◆ AVAILABLE DATA ◆
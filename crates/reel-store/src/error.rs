//! Error types for reel-store

use thiserror::Error;

/// Errors raised by [`crate::ProjectStore`] implementations.
#[derive(Error, Debug)]
pub enum StorageError {
    /// Filesystem error while reading or writing the backing document
    #[error("storage io failed: {0}")]
    Io(#[from] std::io::Error),

    /// Record could not be encoded or decoded
    #[error("serialization failed: {0}")]
    Serialization(#[from] serde_json::Error),

    /// Record failed a structural check before being written
    #[error("invalid project record {id}: {reason}")]
    InvalidRecord { id: String, reason: String },

    /// Background write task panicked or was cancelled
    #[error("write task failed: {0}")]
    Task(String),
}
//! Narrative department: outline, draft, hook rewrite, punch-up pass.
//!
//! The four agents run as a strict chain; each reads the previous step's
//! output through its scope.

use std::sync::Arc;

use async_trait::async_trait;
use serde::Deserialize;
use serde_json::Value;

use crate::agent::{ask_json, clip, list_at, Agent, AgentFailure, AgentOutput};
use crate::context::{script_text, value_str, ContextField, FieldValue, OutlineEntry, Scope, ScriptBlock};
use crate::provider::{GenerationRequest, Generator};

/// Sections used when no outline could be generated.
pub const DEFAULT_SECTIONS: [(&str, &str); 7] = [
    ("HOOK", "Open with the most shocking fact"),
    ("INTRO", "Frame the question the video answers"),
    ("PROBLEM", "Lay out the central conflict"),
    ("DEVELOPMENT", "Walk through the key events"),
    ("CLIMAX", "Reveal the turning point"),
    ("SOLUTION", "Explain the outcome and its meaning"),
    ("CTA", "Invite the viewer to keep watching"),
];

/// Designs the section outline.
pub struct ScriptArchitect {
    generator: Arc<dyn Generator>,
}

impl ScriptArchitect {
    pub fn new(generator: Arc<dyn Generator>) -> Self {
        Self { generator }
    }

    pub fn fallback() -> Vec<OutlineEntry> {
        DEFAULT_SECTIONS
            .iter()
            .map(|(section, description)| OutlineEntry {
                section: section.to_string(),
                description: description.to_string(),
            })
            .collect()
    }
}

#[async_trait]
impl Agent for ScriptArchitect {
    fn name(&self) -> &'static str {
        "ScriptArchitect"
    }

    fn writes(&self) -> &'static [ContextField] {
        &[ContextField::Outline]
    }

    async fn run(&self, scope: &Scope<'_>) -> AgentOutput {
        let prompt = format!(
            "Design the structure of a documentary script about \"{topic}\".\n\
             Project bible: {bible}\nVerified research:\n{research}\n\
             Respond with JSON: {{\"outline\": [{{\"section\": \"HOOK\", \"description\": \"...\"}}]}}",
            topic = scope.topic(),
            bible = scope.project_bible(),
            research = clip(scope.verified_research(), 10_000),
        );

        let result = ask_json(self.generator.as_ref(), GenerationRequest::json(self.name(), prompt))
            .await
            .and_then(|v| {
                list_at::<OutlineEntry>(&v, &["outline", "sections"]).ok_or(AgentFailure::Missing("outline"))
            });

        match result {
            Ok(outline) => AgentOutput::completed(vec![FieldValue::Outline(outline)]),
            Err(e) => AgentOutput::fallback(vec![FieldValue::Outline(Self::fallback())], e),
        }
    }
}

/// Writes the full first draft, one block per beat.
pub struct LeadWriter {
    generator: Arc<dyn Generator>,
}

impl LeadWriter {
    pub fn new(generator: Arc<dyn Generator>) -> Self {
        Self { generator }
    }

    /// One block per outline section, narrated from its description.
    pub fn fallback(outline: &[OutlineEntry], topic: &str) -> Vec<ScriptBlock> {
        let outline = if outline.is_empty() {
            ScriptArchitect::fallback()
        } else {
            outline.to_vec()
        };
        outline
            .iter()
            .enumerate()
            .map(|(i, entry)| {
                let narration = if entry.description.trim().is_empty() {
                    format!("{} of {}", entry.section, topic)
                } else {
                    entry.description.clone()
                };
                ScriptBlock::new(i, entry.section.clone(), narration)
            })
            .collect()
    }
}

/// Re-number blocks and drop empty narration.
fn normalize(blocks: Vec<ScriptBlock>) -> Vec<ScriptBlock> {
    blocks
        .into_iter()
        .filter(|b| !b.narration.trim().is_empty())
        .enumerate()
        .map(|(i, mut b)| {
            b.index = i;
            b
        })
        .collect()
}

#[async_trait]
impl Agent for LeadWriter {
    fn name(&self) -> &'static str {
        "LeadWriter"
    }

    fn writes(&self) -> &'static [ContextField] {
        &[ContextField::RawScript]
    }

    async fn run(&self, scope: &Scope<'_>) -> AgentOutput {
        let bible = scope.project_bible();
        let tone = value_str(bible, &["content_strategy", "tone"]).unwrap_or("Epic and revealing");
        let speak_to = value_str(scope.audience_profile(), &["messaging_guide", "speak_to"])
            .unwrap_or("A curious viewer");
        let outline = serde_json::to_string_pretty(scope.outline()).unwrap_or_default();
        let prompt = format!(
            "Write the complete narration for this outline.\nTone: {tone}\nSpeak to: {speak_to}\n\
             Outline:\n{outline}\nResearch:\n{research}\n\
             Respond with JSON: {{\"script\": [{{\"section\": \"HOOK\", \"audio_text\": \"...\"}}]}}",
            research = clip(scope.verified_research(), 10_000),
        );

        let result = ask_json(self.generator.as_ref(), GenerationRequest::json(self.name(), prompt))
            .await
            .and_then(|v| {
                list_at::<ScriptBlock>(&v, &["script", "blocks"])
                    .map(normalize)
                    .filter(|blocks| !blocks.is_empty())
                    .ok_or(AgentFailure::Missing("script"))
            });

        match result {
            Ok(blocks) => AgentOutput::completed(vec![FieldValue::RawScript(blocks)]),
            Err(e) => AgentOutput::fallback(
                vec![FieldValue::RawScript(Self::fallback(scope.outline(), &scope.topic()))],
                e,
            ),
        }
    }
}

#[derive(Deserialize)]
struct HookChoice {
    text: String,
}

/// Rewrites the opening so viewers stay past the first seconds.
pub struct HookMaster {
    generator: Arc<dyn Generator>,
}

impl HookMaster {
    pub fn new(generator: Arc<dyn Generator>) -> Self {
        Self { generator }
    }
}

#[async_trait]
impl Agent for HookMaster {
    fn name(&self) -> &'static str {
        "HookMaster"
    }

    fn writes(&self) -> &'static [ContextField] {
        &[ContextField::HookedIntro, ContextField::RawScript]
    }

    async fn run(&self, scope: &Scope<'_>) -> AgentOutput {
        let draft = scope.raw_script();
        let current = draft.first().map(|b| b.narration.clone()).unwrap_or_default();
        let fears = scope
            .audience_profile()
            .pointer("/psychographics/primary_fears")
            .cloned()
            .unwrap_or(Value::Null);
        let prompt = format!(
            "Rewrite this video hook so nobody scrolls away in the first 5 seconds.\n\
             Title: {title}\nAudience fears: {fears}\nCurrent hook: {current}\n\
             Respond with JSON: {{\"options\": [], \"selected_hook\": {{\"text\": \"...\", \"technique\": \"...\"}}}}",
            title = scope.topic(),
        );

        let result = ask_json(self.generator.as_ref(), GenerationRequest::json(self.name(), prompt))
            .await
            .and_then(|v| {
                v.get("selected_hook")
                    .cloned()
                    .and_then(|h| serde_json::from_value::<HookChoice>(h).ok())
                    .map(|h| h.text)
                    .filter(|t| !t.trim().is_empty())
                    .ok_or(AgentFailure::Missing("selected_hook.text"))
            });

        match result {
            Ok(hook) => {
                let mut values = vec![FieldValue::HookedIntro(hook.clone())];
                if !draft.is_empty() {
                    let mut script = draft.clone();
                    script[0].narration = hook;
                    values.push(FieldValue::RawScript(script));
                }
                AgentOutput::completed(values)
            }
            Err(e) => AgentOutput::fallback(vec![FieldValue::HookedIntro(current)], e),
        }
    }
}

/// Punch-up pass producing the final script. Block count never changes.
pub struct ComedySpecialist {
    generator: Arc<dyn Generator>,
}

impl ComedySpecialist {
    pub fn new(generator: Arc<dyn Generator>) -> Self {
        Self { generator }
    }
}

#[async_trait]
impl Agent for ComedySpecialist {
    fn name(&self) -> &'static str {
        "ComedySpecialist"
    }

    fn writes(&self) -> &'static [ContextField] {
        &[ContextField::FinalScript]
    }

    async fn run(&self, scope: &Scope<'_>) -> AgentOutput {
        let draft = scope.raw_script();
        let prompt = format!(
            "Add punch-ups, analogies and rhythm to this script without changing its facts or \
             its number of blocks.\n{}\n\
             Respond with JSON: {{\"enhanced_script\": [{{\"section\": \"...\", \"audio_text\": \"...\"}}]}}",
            script_text(draft, 12_000),
        );

        let result = ask_json(self.generator.as_ref(), GenerationRequest::json(self.name(), prompt))
            .await
            .and_then(|v| {
                list_at::<ScriptBlock>(&v, &["enhanced_script", "script"])
                    .ok_or(AgentFailure::Missing("enhanced_script"))
            })
            .and_then(|enhanced| {
                if enhanced.len() != draft.len() {
                    return Err(AgentFailure::Missing("one enhanced block per draft block"));
                }
                Ok(draft
                    .iter()
                    .zip(enhanced)
                    .map(|(original, better)| {
                        let narration = if better.narration.trim().is_empty() {
                            original.narration.clone()
                        } else {
                            better.narration
                        };
                        ScriptBlock::new(original.index, original.section.clone(), narration)
                    })
                    .collect::<Vec<_>>())
            });

        match result {
            Ok(script) => AgentOutput::completed(vec![FieldValue::FinalScript(script)]),
            Err(e) => AgentOutput::fallback(vec![FieldValue::FinalScript(draft.clone())], e),
        }
    }
}

#[cfg(test)]
mod tests {
    use super::*;

    #[test]
    fn lead_writer_fallback_follows_outline() {
        let outline = vec![
            OutlineEntry {
                section: "HOOK".into(),
                description: "Open strong".into(),
            },
            OutlineEntry {
                section: "CTA".into(),
                description: String::new(),
            },
        ];
        let blocks = LeadWriter::fallback(&outline, "Rome");
        assert_eq!(blocks.len(), 2);
        assert_eq!(blocks[0].narration, "Open strong");
        assert_eq!(blocks[1].narration, "CTA of Rome");
        assert_eq!(blocks[1].index, 1);
    }

    #[test]
    fn lead_writer_fallback_without_outline_uses_default_sections() {
        let blocks = LeadWriter::fallback(&[], "Rome");
        assert_eq!(blocks.len(), DEFAULT_SECTIONS.len());
    }

    #[test]
    fn normalize_reindexes_and_drops_blank_blocks() {
        let blocks = normalize(vec![
            ScriptBlock::new(9, "A", "one"),
            ScriptBlock::new(9, "B", "  "),
            ScriptBlock::new(9, "C", "three"),
        ]);
        assert_eq!(blocks.len(), 2);
        assert_eq!(blocks[1].index, 1);
        assert_eq!(blocks[1].section, "C");
    }
}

◆ YOUR INSTRUCTIONS ◆
In the listing, return each line containing the string "bible".

◆ EXPECTED ANSWER ◆
             Project bible: {bible}\nVerified research:\n{research}\n\
            bible = scope.project_bible(),
        let bible = scope.project_bible();
        let tone = value_str(bible, &["content_strategy", "tone"]).unwrap_or("Epic and revealing");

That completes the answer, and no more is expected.